3. Brief Introduction to the MER Mössbauer Spectrometer
 As a backscatter instrument, the MER spectrometer has geometry that is different from what is generally utilized with the laboratory setting where transmission spectroscopy is the usual case. Backscatter geometry also results in greater angular relationships between source-sample-detector than is the norm in transmission studies. There are data analysis issues in this regard, such as cosine effects (“cosine smearing”), that distort the spectrum and consequently must be compensated for. Such data analysis issues go beyond the purpose of this tutorial, which is to acquaint the nonspecialist with the potential of the technique in a planetary surface setting. The MER instrument is miniaturized and consequently, from translation amplitude and resonance considerations, the transducer functions normally at the frequency of 24.32 Hz and can be set to other frequencies as desired. This is higher than the ∼5–10 Hz at which larger laboratory instruments generally function. The MER instrument, however, can be set at other translation frequencies if desired. Because the instrument is in interplanetary transit for an appreciable fraction of the 57Co half-life, the source is in a sense “overloaded” prior to launch to ensure sufficient intensity during surface operations of at least 90 sols after landing. While all of these attributes render the MER instrument somewhat unique, the utilization of the device is not much different than what a Mössbauer user experiences and in some aspects there are distinct advantages to be realized. It should be a “jewel” of an instrument to work with.
 Because the MER spectrometer is described in detail elsewhere [Klingelhöfer et al., 2003], only an outline of the basic characteristics of the instrument, particularly those aspects relevant to the tutorial intent of this paper, will be covered here. It consists of three components: the sensor head on the turret of the IDD, a flexprint cable bundle, and an electronics board resident in the warm environment box of the rover (its “body”). The sensor head is in the shape of a rectangular prism that is capped with an annular contact plate that mates the instrument to the sample surfaces and indicates this with a coupled switch. The contact plate can be inserted into the hole made by the Rock Abrasion Tool (RAT), which is on the IDD, for preparing a fresh surface down into a depth of ∼5 mm. A proper mating with the target rock is thus insured. This contact plate is instrumented with a temperature sensor to ascertain sample surface temperature. A second temperature sensor resides internally at the other end of the instrument.

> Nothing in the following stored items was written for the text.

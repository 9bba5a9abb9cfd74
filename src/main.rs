use std::{
    sync::Arc,
    time::{SystemTime, UNIX_EPOCH},
};

use alloy::{network::Ethereum, providers::ProviderBuilder};
use anyhow::Context;
use clap::Parser;
use log::{error, info};
use tokio::{
    io::{AsyncBufReadExt, BufReader},
    sync::mpsc,
};

use de_vote::{
    app::{spawn_app, AppConfig},
    cli::{help_text, parse_line, ReplInput},
    config::{Args, ClientConfig},
    session::{LocalWallet, WalletSession},
    view,
};
use election_contract::{local_voting::LocalVoting, sc_voting::ScVoting, ElectionContract};

const SIMULATED_ACCOUNTS: usize = 3;

async fn simulated_contract() -> anyhow::Result<Arc<dyn ElectionContract>> {
    let now = SystemTime::now()
        .duration_since(UNIX_EPOCH)
        .context("System clock is before the unix epoch")?
        .as_secs();
    let contract = LocalVoting::new(now);
    contract
        .create_election("Student Council 2025", &["Alice", "Bob"], 3600)
        .await;
    Ok(Arc::new(contract))
}

async fn build_contract(
    config: &ClientConfig,
) -> anyhow::Result<(Arc<dyn ElectionContract>, Option<LocalWallet>)> {
    let wallet = if config.private_keys.is_empty() {
        None
    } else {
        Some(
            LocalWallet::from_private_keys(&config.private_keys)
                .context("Failed to load private keys")?,
        )
    };

    if config.simulate {
        info!("Running against a simulated contract");
        let wallet = wallet.unwrap_or_else(|| LocalWallet::random(SIMULATED_ACCOUNTS));
        return Ok((simulated_contract().await?, Some(wallet)));
    }

    info!(
        "Using contract {} at {}",
        config.contract_address, config.rpc_url
    );
    let contract: Arc<dyn ElectionContract> = match &wallet {
        Some(wallet) => {
            let provider = ProviderBuilder::new()
                .wallet(wallet.ethereum_wallet()?)
                .on_http(config.rpc_url.clone());
            Arc::new(ScVoting::<_, Ethereum>::new(
                provider,
                config.contract_address,
            ))
        }
        None => {
            let provider = ProviderBuilder::new().on_http(config.rpc_url.clone());
            Arc::new(ScVoting::<_, Ethereum>::new(
                provider,
                config.contract_address,
            ))
        }
    };
    Ok((contract, wallet))
}

#[tokio::main]
async fn main() -> anyhow::Result<()> {
    env_logger::Builder::from_env(env_logger::Env::default().default_filter_or("info")).init();

    let config = ClientConfig::from_args(Args::parse())?;
    let (contract, wallet) = build_contract(&config).await?;
    if wallet.is_none() {
        info!("No private keys configured, voting is unavailable");
    }
    let session = WalletSession::new(wallet, config.session_file.clone());

    let mut handle = spawn_app(
        contract,
        session,
        AppConfig {
            poll_interval: config.poll_interval,
            advance_secs: config.advance_secs,
        },
    )
    .await;

    let (lines_tx, mut lines_rx) = mpsc::channel::<String>(16);
    tokio::spawn(async move {
        let mut lines = BufReader::new(tokio::io::stdin()).lines();
        loop {
            match lines.next_line().await {
                Ok(Some(line)) => {
                    if lines_tx.send(line).await.is_err() {
                        break;
                    }
                }
                Ok(None) => break,
                Err(e) => {
                    error!("Failed to read stdin: {e}");
                    break;
                }
            }
        }
    });

    if !config.json {
        println!("{}", help_text());
    }
    loop {
        tokio::select! {
            maybe = lines_rx.recv() => {
                let Some(line) = maybe else { break };
                match parse_line(&line) {
                    Ok(None) => {}
                    Ok(Some(ReplInput::Exit)) => break,
                    Ok(Some(ReplInput::Help)) => println!("{}", help_text()),
                    Ok(Some(ReplInput::Cmd(cmd))) => {
                        if let Err(e) = handle.app.ask(cmd).await {
                            error!("App is not responding: {e}");
                            break;
                        }
                    }
                    Err(e) => eprintln!("{e}"),
                }
            }
            maybe = handle.events.recv() => {
                let Some(event) = maybe else { break };
                println!("{}", view::render(&event, config.json));
            }
            _ = tokio::signal::ctrl_c() => {
                info!("Interrupted");
                break;
            }
        }
    }

    handle.shutdown().await;
    Ok(())
}
//! GoTrue identity provider
//!
//! The access token lives only in memory, wrapped in `Sensitive`; it is
//! shared with the table client so row-level policies see the signed-in
//! user.

use async_trait::async_trait;
use renova_core::errors::{ExError, ExErrorKind};
use renova_core::model::Principal;
use renova_core::ops::IdentityProvider;
use renova_core_types::Sensitive;
use reqwest::Method;
use serde::{Deserialize, Serialize};

use crate::client::RemoteClient;
use crate::errors::Result;

const COLLECTION: &str = "auth";

#[derive(Clone)]
pub struct RemoteIdentity {
    client: RemoteClient,
}

#[derive(Serialize)]
struct Credentials<'a> {
    email: &'a str,
    password: &'a str,
}

#[derive(Serialize)]
struct SignUpMetadata<'a> {
    name: &'a str,
}

#[derive(Serialize)]
struct SignUpRequest<'a> {
    email: &'a str,
    password: &'a str,
    data: SignUpMetadata<'a>,
}

#[derive(Debug, Default, Deserialize)]
struct UserMetadata {
    #[serde(default)]
    name: Option<String>,
}

#[derive(Debug, Deserialize)]
struct AuthUser {
    email: String,
    #[serde(default)]
    user_metadata: UserMetadata,
}

impl AuthUser {
    fn into_principal(self) -> Principal {
        let principal = Principal::new(self.email);
        match self.user_metadata.name {
            Some(name) if !name.trim().is_empty() => principal.with_display_name(name),
            _ => principal,
        }
    }
}

/// Session response; sign-up without auto-confirm returns the bare user
#[derive(Debug, Deserialize)]
#[serde(untagged)]
enum AuthResponse {
    Session {
        access_token: String,
        user: AuthUser,
    },
    User(AuthUser),
}

impl RemoteIdentity {
    pub(crate) fn new(client: RemoteClient) -> Self {
        Self { client }
    }

    fn start_session(&self, response: AuthResponse) -> Principal {
        match response {
            AuthResponse::Session { access_token, user } => {
                self.client.set_access_token(Some(Sensitive::new(access_token)));
                user.into_principal()
            }
            AuthResponse::User(user) => user.into_principal(),
        }
    }
}

#[async_trait]
impl IdentityProvider for RemoteIdentity {
    async fn sign_up(
        &self,
        email: &str,
        password: &Sensitive<String>,
        name: &str,
    ) -> Result<Principal> {
        let request = self
            .client
            .request(Method::POST, &self.client.auth_url("signup"))
            .json(&SignUpRequest {
                email: email.trim(),
                password: password.expose(),
                data: SignUpMetadata { name: name.trim() },
            });

        let response: AuthResponse = self
            .client
            .send_json("sign_up", COLLECTION, request)
            .await
            .map_err(|err| {
                if err.message().contains("already registered") {
                    ExError::new(ExErrorKind::AlreadyExists)
                        .with_op("sign_up")
                        .with_collection("users")
                        .with_message(format!("{} already registered", email.trim()))
                } else {
                    err
                }
            })?;
        Ok(self.start_session(response))
    }

    async fn sign_in(&self, email: &str, password: &Sensitive<String>) -> Result<Principal> {
        let request = self
            .client
            .request(Method::POST, &self.client.auth_url("token"))
            .query(&[("grant_type", "password")])
            .json(&Credentials {
                email: email.trim(),
                password: password.expose(),
            });

        let response: AuthResponse = self
            .client
            .send_json("sign_in", COLLECTION, request)
            .await
            .map_err(|err| match err.kind() {
                ExErrorKind::InvalidInput => ExError::new(ExErrorKind::Unauthorised)
                    .with_op("sign_in")
                    .with_message("invalid login credentials"),
                _ => err,
            })?;
        Ok(self.start_session(response))
    }

    async fn sign_out(&self) -> Result<()> {
        if self.client.access_token().is_none() {
            return Ok(());
        }
        let request = self
            .client
            .request(Method::POST, &self.client.auth_url("logout"));
        let outcome = self.client.send("sign_out", COLLECTION, request).await;
        self.client.set_access_token(None);
        outcome.map(|_| ())
    }

    async fn current_principal(&self) -> Result<Option<Principal>> {
        if self.client.access_token().is_none() {
            return Ok(None);
        }
        let request = self.client.request(Method::GET, &self.client.auth_url("user"));
        match self
            .client
            .send_json::<AuthUser>("current_principal", COLLECTION, request)
            .await
        {
            Ok(user) => Ok(Some(user.into_principal())),
            Err(err) if err.kind() == ExErrorKind::Unauthorised => {
                self.client.set_access_token(None);
                Ok(None)
            }
            Err(err) => Err(err),
        }
    }
}
use crate::model::{NewsPostDraft, NewsPostPatch};

const EXCERPT_CHARS: usize = 100;

/// First 100 characters of the content followed by `...`
///
/// Empty content yields an empty excerpt.
pub fn derive_excerpt(content: &str) -> String {
    if content.is_empty() {
        return String::new();
    }
    let head: String = content.chars().take(EXCERPT_CHARS).collect();
    format!("{}...", head)
}

/// Fill a blank draft excerpt from the content
pub fn prepare_draft(mut draft: NewsPostDraft) -> NewsPostDraft {
    if draft.excerpt.trim().is_empty() {
        draft.excerpt = derive_excerpt(&draft.content);
    }
    draft
}

/// Re-derive the excerpt when the content changes and no excerpt is given
pub fn prepare_patch(mut patch: NewsPostPatch) -> NewsPostPatch {
    let blank_excerpt = patch
        .excerpt
        .as_deref()
        .map_or(true, |excerpt| excerpt.trim().is_empty());
    if blank_excerpt {
        if let Some(content) = &patch.content {
            patch.excerpt = Some(derive_excerpt(content));
        }
    }
    patch
}
#![allow(clippy::unwrap_used, clippy::expect_used)]

mod common;

use renova_core::errors::ExErrorKind;
use renova_core::model::ImageToken;
use renova_core::ops::{IdentityProvider, ImageStore};
use renova_core_types::Sensitive;

fn password() -> Sensitive<String> {
    Sensitive::new("rahasia123".to_string())
}

#[tokio::test]
async fn test_upload_returns_public_url_serving_bytes() {
    let server = common::spawn().await;
    let images = server.store().images();

    let token = images.upload(b"fake-jpeg".to_vec(), "depan.jpg").await.unwrap();

    let prefix = format!("{}/storage/v1/object/public/uploads/uploads/", server.url());
    assert!(token.as_str().starts_with(&prefix));
    assert!(token.as_str().ends_with(".jpg"));
    assert_eq!(images.resolve(&token).await.unwrap(), token.as_str());

    let fetched = reqwest::get(token.as_str()).await.unwrap();
    assert_eq!(fetched.bytes().await.unwrap().as_ref(), b"fake-jpeg");
}

#[tokio::test]
async fn test_resolve_bare_path_to_public_url() {
    let server = common::spawn().await;
    let url = server
        .store()
        .images()
        .resolve(&ImageToken::new("uploads/1-a.png"))
        .await
        .unwrap();

    assert_eq!(
        url,
        format!("{}/storage/v1/object/public/uploads/uploads/1-a.png", server.url())
    );
}

#[tokio::test]
async fn test_sign_up_sign_in_and_out() {
    let server = common::spawn().await;
    let store = server.store();
    let identity = store.identity();
    assert!(identity.current_principal().await.unwrap().is_none());

    let principal = identity
        .sign_up("rina@renova.com", &password(), "Rina")
        .await
        .unwrap();
    assert_eq!(principal.display_name.as_deref(), Some("Rina"));
    assert_eq!(
        identity.current_principal().await.unwrap().map(|p| p.email),
        Some("rina@renova.com".to_string())
    );

    identity.sign_out().await.unwrap();
    assert!(identity.current_principal().await.unwrap().is_none());

    let again = identity.sign_in("rina@renova.com", &password()).await.unwrap();
    assert_eq!(again.email, "rina@renova.com");
}

#[tokio::test]
async fn test_duplicate_sign_up_is_already_exists() {
    let server = common::spawn().await;
    let identity = server.store().identity();
    identity.sign_up("a@renova.com", &password(), "A").await.unwrap();

    let err = identity.sign_up("a@renova.com", &password(), "A").await.unwrap_err();

    assert_eq!(err.kind(), ExErrorKind::AlreadyExists);
}

#[tokio::test]
async fn test_wrong_password_is_unauthorised() {
    let server = common::spawn().await;
    let identity = server.store().identity();
    identity.sign_up("b@renova.com", &password(), "B").await.unwrap();
    identity.sign_out().await.unwrap();

    let err = identity
        .sign_in("b@renova.com", &Sensitive::new("wrong".to_string()))
        .await
        .unwrap_err();

    assert_eq!(err.kind(), ExErrorKind::Unauthorised);
    assert!(!err.to_string().contains("wrong"));
}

 Within the instrument is the electromechanical transducer that translates back and forth in a velocity profile specified by the waveform generated by the electronics. At the forward end facing the sample, and mounted on the end of the transducer, is a 57Co source incorporated into a rhodium matrix. The main source strength at prelaunch loading, to take place 90 days prior to launch, is ∼300 mCi (1.11 × 1010 Bq). It is surrounded by a collimator composed of lead (Pb), red brass (Cu, Sn), and tantalum (Ta) to constrain the geometry of the emitted radiation away from the detectors and toward the target sample. This device is constructed in the form of what is called a graded shield to minimize the escape of Compton scattered and fluorescent X radiation arising in the collimator itself. On the opposite end of the transducer is a second 57Co source of 5–15 mCi (1.85 × 108–5.55 × 108 Bq), that serves in concert with a stationary α-Fe/α-Fe2O3 combination absorber intimate with a solid-state energy dispersive detector, for obtaining a Mössbauer spectrum to provide internal velocity monitoring and calibration. Note that this is a transmission spectrum because of the geometry involved. First use of the internal calibration on Mars will take place during the first 5 sols prior to rover egress from the landing system.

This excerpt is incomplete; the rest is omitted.